David Clohessy, national director of the Survivors Network of Those Abused by Priests, says evidence that the bishops hadn't cleaned up their act enraged survivors all over again--and emboldened them. "First, some survivors feel hopeful. When survivors are heard and validated in the courts and the media as we have been in Boston, we gain the strength and courage to come forward to heal ourselves and protect others," he says. "Second, some survivors feel desperate. For a decade, bishops have reassured us that they take abuse allegations seriously, investigate them thoroughly, remove suspected priests, and no longer reassign molesters. The revelations of the past few weeks prove that these reassurances were largely untrue. So, despite the risks of further pain, some survivors are now going public because they feel compelled to do whatever they can to make sure no other child suffers as they did."

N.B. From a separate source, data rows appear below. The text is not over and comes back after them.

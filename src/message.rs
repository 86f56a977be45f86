//! Decodes the wire-neutral transaction message grammar (`spec.md` §6) into
//! an [`Operation`]. This is not itself a wire adapter — adapters (out of
//! scope here) are expected to translate their own request shape into this
//! tuple grammar and hand it to [`decode`]; tests in this crate use it to
//! simulate what an adapter would send without needing one.

use serde_json::Value as Json;

use crate::backend::ConflictPolicy;
use crate::error::Error;
use crate::model::Id;
use crate::transaction::{Operation, OperationData, OperationOptions};
use crate::value::{DataMap, Value};

/// Decodes one transaction message. `tuple` must have 2, 3, or 4 elements,
/// per `spec.md`'s grammar:
/// - 4: `[action, kind, data, options]`
/// - 3: `[action, kind, data]` (options default) or `[action, kind, id]` when
///   only an id is needed
/// - 2: `[action, kind]` with defaults
///
/// Any other shape — wrong arity, an unrecognized `action`/`kind`, or a
/// `data`/`id` payload that doesn't fit the shape the action requires —
/// fails with [`Error::InvalidOperationMessage`].
pub fn decode(tuple: &[Json]) -> Result<Operation, Error> {
    let (action, kind, payload, options) = match tuple {
        [action, kind] => (action, kind, None, None),
        [action, kind, third] => (action, kind, Some(third), None),
        [action, kind, data, options] => (action, kind, Some(data), Some(options)),
        _ => return Err(Error::InvalidOperationMessage),
    };

    let action = action.as_str().ok_or(Error::InvalidOperationMessage)?;
    let kind = kind.as_str().ok_or(Error::InvalidOperationMessage)?;
    let conflict = options
        .and_then(|o| o.get("conflict"))
        .and_then(Json::as_str)
        .map(|c| match c {
            "ignore" => Ok(ConflictPolicy::Ignore),
            "error" => Ok(ConflictPolicy::Error),
            _ => Err(Error::InvalidOperationMessage),
        })
        .transpose()?
        .unwrap_or_default();

    let data = match action {
        "create" if kind == "node" => decode_create_node(payload)?,
        "create" if kind == "edge" => decode_create_edge(payload)?,
        "update" if kind == "node" => decode_update(payload, true)?,
        "update" if kind == "edge" => decode_update(payload, false)?,
        "delete" if kind == "node" => decode_delete(payload, true)?,
        "delete" if kind == "edge" => decode_delete(payload, false)?,
        "noop" => OperationData::Noop,
        _ => return Err(Error::InvalidOperationMessage),
    };

    Ok(Operation::with_options(data, OperationOptions { conflict }))
}

fn decode_create_node(payload: Option<&Json>) -> Result<OperationData, Error> {
    let obj = payload.and_then(Json::as_object);
    Ok(OperationData::CreateNode {
        id: obj.and_then(|o| o.get("id")).map(json_to_id).transpose()?,
        key: obj.and_then(|o| o.get("key")).and_then(Json::as_str).map(str::to_string),
        data: obj
            .and_then(|o| o.get("data"))
            .map(json_to_data_map)
            .transpose()?
            .unwrap_or_default(),
        schema: obj.and_then(|o| o.get("schema")).and_then(Json::as_str).map(str::to_string),
    })
}

fn decode_create_edge(payload: Option<&Json>) -> Result<OperationData, Error> {
    let obj = payload.and_then(Json::as_object).ok_or(Error::InvalidOperationMessage)?;
    let source = obj.get("source").ok_or(Error::InvalidOperationMessage).and_then(json_to_id)?;
    let target = obj.get("target").ok_or(Error::InvalidOperationMessage).and_then(json_to_id)?;
    Ok(OperationData::CreateEdge {
        id: obj.get("id").map(json_to_id).transpose()?,
        key: obj.get("key").and_then(Json::as_str).map(str::to_string),
        source,
        target,
        weight: obj.get("weight").and_then(Json::as_f64).unwrap_or(0.0),
        data: obj.get("data").map(json_to_data_map).transpose()?.unwrap_or_default(),
    })
}

fn decode_update(payload: Option<&Json>, node: bool) -> Result<OperationData, Error> {
    let payload = payload.ok_or(Error::InvalidOperationMessage)?;
    let (id, patch) = match payload {
        Json::Object(obj) => (
            obj.get("id").ok_or(Error::InvalidOperationMessage).and_then(json_to_id)?,
            obj.get("patch").map(json_to_data_map).transpose()?.unwrap_or_default(),
        ),
        Json::String(_) | Json::Number(_) => (json_to_id(payload)?, DataMap::new()),
        _ => return Err(Error::InvalidOperationMessage),
    };
    Ok(if node {
        OperationData::UpdateNode { id, patch }
    } else {
        OperationData::UpdateEdge { id, patch }
    })
}

fn decode_delete(payload: Option<&Json>, node: bool) -> Result<OperationData, Error> {
    let payload = payload.ok_or(Error::InvalidOperationMessage)?;
    let id = match payload {
        Json::Object(obj) => obj.get("id").ok_or(Error::InvalidOperationMessage).and_then(json_to_id)?,
        Json::String(_) | Json::Number(_) => json_to_id(payload)?,
        _ => return Err(Error::InvalidOperationMessage),
    };
    Ok(if node {
        OperationData::DeleteNode { id }
    } else {
        OperationData::DeleteEdge { id }
    })
}

fn json_to_id(value: &Json) -> Result<Id, Error> {
    match value {
        Json::String(s) => Ok(Id::String(s.clone())),
        Json::Number(n) => n.as_i64().map(Id::Int).ok_or(Error::InvalidOperationMessage),
        _ => Err(Error::InvalidOperationMessage),
    }
}

fn json_to_data_map(value: &Json) -> Result<DataMap, Error> {
    match value {
        Json::Object(obj) => obj.iter().map(|(k, v)| Ok((k.clone(), json_to_value(v)?))).collect(),
        _ => Err(Error::InvalidOperationMessage),
    }
}

fn json_to_value(value: &Json) -> Result<Value, Error> {
    Ok(match value {
        Json::Null => Value::Null,
        Json::Bool(b) => Value::Bool(*b),
        Json::Number(n) => {
            if let Some(i) = n.as_i64() {
                Value::Int(i)
            } else {
                Value::Float(n.as_f64().ok_or(Error::InvalidOperationMessage)?)
            }
        }
        Json::String(s) => Value::String(s.clone()),
        Json::Array(items) => Value::List(items.iter().map(json_to_value).collect::<Result<_, _>>()?),
        Json::Object(obj) => Value::Map(
            obj.iter()
                .map(|(k, v)| Ok((k.clone(), json_to_value(v)?)))
                .collect::<Result<_, Error>>()?,
        ),
    })
}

This point leads to another: I certainly assumed the church had dealt with this issue. I'm told today that some dioceses did and that others (such as Boston) may have grudgingly improved their approach to dealing with new allegations but never quite came clean with their old cases--and are now paying the price. To journalists who've come to this issue recently, it may seem inconceivable that church officials would put a premium on keeping this issue quiet instead of dealing with it. But there is a context for that, too.

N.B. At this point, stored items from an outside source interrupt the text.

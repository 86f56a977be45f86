//! Weight extraction, normalization, and inversion (`spec.md` §4.5).

use crate::error::{Error, Result};
use crate::model::Edge;

/// How to invert a weight for algorithms that want "higher is better" to
/// mean "shorter" (or vice versa).
#[derive(Debug, Clone, Copy, PartialEq, Eq)]
pub enum InvertMode {
    /// `1 / w`, with `w <= 0` mapped to the maximum observed weight.
    Reciprocal,
    /// `max - w`.
    Subtract,
}

/// Extracts an edge's weight, in the order `spec.md` §4.5 specifies:
/// the explicit `weight` field if set (treated as "set" when non-zero,
/// since the field has no `Option` sentinel — a caller who never assigns a
/// weight leaves it at its `Edge::new` default of `0.0`), then
/// `data[weight_property]` if numeric, then `default_weight`.
pub fn extract(edge: &Edge, weight_property: &str, default_weight: f64) -> Result<f64> {
    let candidate = if edge.weight != 0.0 {
        edge.weight
    } else if let Some(v) = edge.data.get(weight_property).and_then(|v| v.as_f64()) {
        v
    } else {
        default_weight
    };
    if candidate < 0.0 || !candidate.is_finite() {
        return Err(Error::InvalidWeight);
    }
    Ok(candidate)
}

/// Min-max normalizes `values` into `[0, 1]`. A degenerate all-equal input
/// maps to all-zero.
pub fn normalize(values: &[f64]) -> Vec<f64> {
    if values.is_empty() {
        return Vec::new();
    }
    let min = values.iter().cloned().fold(f64::INFINITY, f64::min);
    let max = values.iter().cloned().fold(f64::NEG_INFINITY, f64::max);
    if (max - min).abs() < f64::EPSILON {
        return vec![0.0; values.len()];
    }
    values.iter().map(|v| (v - min) / (max - min)).collect()
}

/// Inverts a single weight given the maximum observed weight in its set.
pub fn invert(weight: f64, max: f64, mode: InvertMode) -> f64 {
    match mode {
        InvertMode::Reciprocal => {
            if weight <= 0.0 {
                max
            } else {
                1.0 / weight
            }
        }
        InvertMode::Subtract => max - weight,
    }
}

In the mid-1980s, theologically conservative church officials were trying to avoid The Conversation: that is, a candid discussion of the subculture of homosexuality in the priesthood and the related issues of whether celibacy--and an all-male priesthood, for that matter--are sustainable. For their part, liberals in the media had a Conversation that they were avoiding as well: Why do the vast majority of these priest molestation cases involve boys or male teenagers? To admit this was, in some quarters of the press, tantamount to giving ammunition to homophobes.
Well, the sheer magnitude of the scandal has overwhelmed both of those taboos. One survivor, Terrie Light, coordinator of the Northern California survivors network chapter, wonders if the traumatic events of September 11 are what showed the media the importance of speaking the truth. Whether they did or not, the bishops are now having The Conversation--like it or not. It is being led by none other than Jason Berry, who confronted both sacred cows--the bishops' and the gays'--in an April 3, New York Times op-ed headlined, "Secrets, Celibacy and the Church."

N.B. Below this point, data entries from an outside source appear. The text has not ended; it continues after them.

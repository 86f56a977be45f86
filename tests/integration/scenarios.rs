//! End-to-end façade tests covering the store's literal test scenarios,
//! run against the public API only (no internal module access).

use graphos_core::access::{AccessContext, Permission};
use graphos_core::cancel::CancellationToken;
use graphos_core::config::{GraphOptions, StoreOptions};
use graphos_core::error::Error;
use graphos_core::model::Id;
use graphos_core::store::{Algorithm, AlgorithmResult, Store};
use graphos_core::transaction::{Operation, OperationData};
use graphos_core::value::DataMap;

fn create_node(id: &str) -> Operation {
    Operation::new(OperationData::CreateNode {
        id: Some(Id::from(id)),
        key: None,
        data: DataMap::new(),
        schema: None,
    })
}

fn create_edge(id: &str, source: &str, target: &str, weight: f64) -> Operation {
    Operation::new(OperationData::CreateEdge {
        id: Some(Id::from(id)),
        key: None,
        source: Id::from(source),
        target: Id::from(target),
        weight,
        data: DataMap::new(),
    })
}

#[test]
fn transaction_commits_atomically_or_not_at_all() {
    let store = Store::default();
    let graph = store.init(GraphOptions::named("commits")).unwrap();

    let ops = vec![
        create_node("a"),
        create_node("b"),
        create_edge("e1", "a", "b", 1.0),
        Operation::new(OperationData::DeleteNode { id: Id::from("a") }),
    ];
    let err = store
        .execute(&graph, ops, None, &CancellationToken::none())
        .unwrap_err();
    assert!(matches!(err, Error::DanglingReference { .. }));

    assert!(store.get_node(&graph, &Id::from("a"), None).is_err());
    assert!(store.get_node(&graph, &Id::from("b"), None).is_err());
}

#[test]
fn committed_transaction_can_be_rolled_back_and_rollback_is_idempotent() {
    let store = Store::default();
    let graph = store.init(GraphOptions::named("rollback")).unwrap();

    let (tx_id, results) = store
        .execute(&graph, vec![create_node("n1")], None, &CancellationToken::none())
        .unwrap();
    assert_eq!(results.len(), 1);
    assert!(store.get_node(&graph, &Id::from("n1"), None).is_ok());

    store.rollback(&graph, tx_id).unwrap();
    assert!(store.get_node(&graph, &Id::from("n1"), None).is_err());

    // Repeating the rollback must not error and must not resurrect anything.
    store.rollback(&graph, tx_id).unwrap();
    assert!(store.get_node(&graph, &Id::from("n1"), None).is_err());
}

#[test]
fn access_control_grants_scoped_permission_and_rejects_the_rest() {
    let store = Store::default();
    let graph = store.init(GraphOptions::with_id("acl", "acl")).unwrap();

    store
        .define_actor(&graph, Id::from("user:alice"), DataMap::new())
        .unwrap();
    store
        .define_scope(&graph, Id::from("filesystem:*"), DataMap::new())
        .unwrap();
    store
        .grant_permission(&graph, &Id::from("user:alice"), &Id::from("filesystem:*"), &["read", "write"])
        .unwrap();

    assert!(store
        .can(&graph, &Id::from("user:alice"), "filesystem:/tmp/x", Permission::Read)
        .unwrap());
    assert!(!store
        .can(&graph, &Id::from("user:alice"), "network:http", Permission::Read)
        .unwrap());
}

#[test]
fn protected_entities_require_admin_on_the_enclosing_graph() {
    let store = Store::new(StoreOptions {
        access_control_default: true,
        ..StoreOptions::default()
    });
    let graph = store.init(GraphOptions::with_id("protected", "protected")).unwrap();

    store
        .define_actor(&graph, Id::from("user:alice"), DataMap::new())
        .unwrap();
    store
        .grant_permission(&graph, &Id::from("user:alice"), &Id::from("graph:protected"), &["write"])
        .unwrap();
    let ctx = AccessContext::new("user:alice", "protected");

    let ops = vec![Operation::new(OperationData::UpdateNode {
        id: Id::from("access:root"),
        patch: DataMap::new(),
    })];
    let err = store
        .execute(&graph, ops, Some(&ctx), &CancellationToken::none())
        .unwrap_err();
    assert!(matches!(err, Error::Unauthorized(_)));

    store
        .grant_permission(&graph, &Id::from("user:alice"), &Id::from("graph:protected"), &["admin"])
        .unwrap();
    let ops = vec![Operation::new(OperationData::UpdateNode {
        id: Id::from("access:root"),
        patch: DataMap::new(),
    })];
    store
        .execute(&graph, ops, Some(&ctx), &CancellationToken::none())
        .unwrap();
}

#[test]
fn shortest_path_respects_an_edge_key_restriction() {
    let store = Store::default();
    let graph = store.init(GraphOptions::named("paths")).unwrap();

    let ops = vec![
        create_node("1"),
        create_node("2"),
        create_node("3"),
        create_node("4"),
        create_node("5"),
        Operation::new(OperationData::CreateEdge {
            id: Some(Id::from("e12")),
            key: Some("connection".into()),
            source: Id::from("1"),
            target: Id::from("2"),
            weight: 1.0,
            data: DataMap::new(),
        }),
        Operation::new(OperationData::CreateEdge {
            id: Some(Id::from("e23")),
            key: Some("connection".into()),
            source: Id::from("2"),
            target: Id::from("3"),
            weight: 1.0,
            data: DataMap::new(),
        }),
        Operation::new(OperationData::CreateEdge {
            id: Some(Id::from("e34")),
            key: Some("connection".into()),
            source: Id::from("3"),
            target: Id::from("4"),
            weight: 1.0,
            data: DataMap::new(),
        }),
        Operation::new(OperationData::CreateEdge {
            id: Some(Id::from("e45")),
            key: Some("connection".into()),
            source: Id::from("4"),
            target: Id::from("5"),
            weight: 1.0,
            data: DataMap::new(),
        }),
        Operation::new(OperationData::CreateEdge {
            id: Some(Id::from("shortcut")),
            key: Some("detour".into()),
            source: Id::from("1"),
            target: Id::from("5"),
            weight: 0.5,
            data: DataMap::new(),
        }),
    ];
    store.execute(&graph, ops, None, &CancellationToken::none()).unwrap();

    let mut opts = graphos_core::algorithms::AlgorithmOptions::default();
    opts.edge_key = Some("connection".into());
    let result = store
        .traverse(
            &graph,
            Algorithm::ShortestPath {
                source: Id::from("1"),
                target: Id::from("5"),
            },
            &opts,
            None,
            &CancellationToken::none(),
        )
        .unwrap();
    match result {
        AlgorithmResult::Path(path) => {
            let ids: Vec<String> = path.path.iter().map(|n| n.id.to_string()).collect();
            assert_eq!(ids, vec!["1", "2", "3", "4", "5"]);
        }
        _ => panic!("expected a Path result"),
    }
}

#[test]
fn disconnected_subgraphs_report_as_separate_components() {
    let store = Store::default();
    let graph = store.init(GraphOptions::named("components")).unwrap();

    let ops = vec![
        create_node("a"),
        create_node("b"),
        create_edge("ab", "a", "b", 1.0),
        create_node("x"),
        create_node("y"),
        create_edge("xy", "x", "y", 1.0),
    ];
    store.execute(&graph, ops, None, &CancellationToken::none()).unwrap();

    let result = store
        .traverse(
            &graph,
            Algorithm::ConnectedComponents,
            &graphos_core::algorithms::AlgorithmOptions::default(),
            None,
            &CancellationToken::none(),
        )
        .unwrap();
    match result {
        AlgorithmResult::Components(mut components) => {
            components.sort_by_key(|c| c.len());
            assert_eq!(components.len(), 2);
            assert_eq!(components[0].len(), 2);
        }
        _ => panic!("expected a Components result"),
    }
}

#[test]
fn wire_message_decodes_into_an_executable_operation() {
    use serde_json::json;

    let store = Store::default();
    let graph = store.init(GraphOptions::named("wire")).unwrap();

    let tuple = vec![json!("create"), json!("node"), json!({"id": "wired", "data": {"ok": true}})];
    let op = graphos_core::message::decode(&tuple).unwrap();
    let (_tx_id, results) = store
        .execute(&graph, vec![op], None, &CancellationToken::none())
        .unwrap();
    assert_eq!(results.len(), 1);
    assert!(store.get_node(&graph, &Id::from("wired"), None).is_ok());
}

If that means that this story has come full circle, it's all right with me. It's also all right if the explanations for why this story caught on now are not only intertwined, but cumulative.
In his best-selling book "The Tipping Point," Malcolm Gladwell explains how "social epidemics" catch on. His book is full of passages about the differences between "connectors" and "mavens" and "salesmen" as well as the importance of context and the alchemy of what he calls the "stickiness factor." Ultimately, it seems, a handful of people can push an epidemic, or an idea, past the tipping point--if the groundwork has been laid.
It's comforting to think that the work some of us did in the 1980s laid a foundation. I'm not sure it's true, but I want it to be: It was fun covering the 1988 campaign, and I guess my political stories were all right.